◆ What you should do: Return only the line containing "Destination overview path." and each line after it, exactly as written, through the end of the records.

◆ Provided information:
----------
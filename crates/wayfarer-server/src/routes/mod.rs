//! Route tables, one module per resource.

pub mod health;
pub mod records;
pub mod recommendations;
pub mod weather;

/// Health endpoint path.
pub const HEALTH_PATH: &str = "/health";
/// Forecast proxy path.
pub const FORECAST_PATH: &str = "/api/weather/forecast";
/// Current-conditions proxy path.
pub const CURRENT_WEATHER_PATH: &str = "/api/weather/current";
/// AI recommendation path.
pub const AI_RECOMMENDATIONS_PATH: &str = "/api/weather/ai-recommendations";
/// Destination overview path.
pub const EXPLORE_DESTINATION_PATH: &str = "/api/explore-destination";
/// Client collection path.
pub const CLIENTS_PATH: &str = "/api/clients";
/// Client detail path.
pub const CLIENT_PATH: &str = "/api/clients/:id";
/// Itinerary collection path.
pub const ITINERARIES_PATH: &str = "/api/itineraries";
/// Itinerary detail path.
pub const ITINERARY_PATH: &str = "/api/itineraries/:id";
/// Itinerary forecast refresh path.
pub const ITINERARY_WEATHER_PATH: &str = "/api/itineraries/:id/weather";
----------
◆ Task solution:
/// Destination overview path.
pub const EXPLORE_DESTINATION_PATH: &str = "/api/explore-destination";
/// Client collection path.
pub const CLIENTS_PATH: &str = "/api/clients";
/// Client detail path.
pub const CLIENT_PATH: &str = "/api/clients/:id";
/// Itinerary collection path.
pub const ITINERARIES_PATH: &str = "/api/itineraries";
/// Itinerary detail path.
pub const ITINERARY_PATH: &str = "/api/itineraries/:id";
/// Itinerary forecast refresh path.
pub const ITINERARY_WEATHER_PATH: &str = "/api/itineraries/:id/weather";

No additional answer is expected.